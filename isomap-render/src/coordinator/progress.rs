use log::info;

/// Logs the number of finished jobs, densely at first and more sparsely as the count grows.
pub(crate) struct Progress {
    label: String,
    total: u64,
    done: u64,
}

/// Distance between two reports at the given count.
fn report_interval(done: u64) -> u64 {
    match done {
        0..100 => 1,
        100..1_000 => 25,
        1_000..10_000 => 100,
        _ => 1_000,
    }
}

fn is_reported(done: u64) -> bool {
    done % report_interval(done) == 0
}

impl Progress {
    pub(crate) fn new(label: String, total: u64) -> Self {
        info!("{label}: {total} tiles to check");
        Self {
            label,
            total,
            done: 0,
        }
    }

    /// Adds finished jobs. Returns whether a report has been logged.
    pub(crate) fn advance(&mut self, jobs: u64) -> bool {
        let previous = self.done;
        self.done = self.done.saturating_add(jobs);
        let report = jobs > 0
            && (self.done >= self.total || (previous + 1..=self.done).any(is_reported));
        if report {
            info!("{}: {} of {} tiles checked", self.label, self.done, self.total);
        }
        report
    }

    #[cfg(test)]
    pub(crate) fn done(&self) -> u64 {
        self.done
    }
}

__The task__
Go line by line through the data, copying each one that contains the word "String".

__Expected answer__
    label: String,
    pub(crate) fn new(label: String, total: u64) -> Self {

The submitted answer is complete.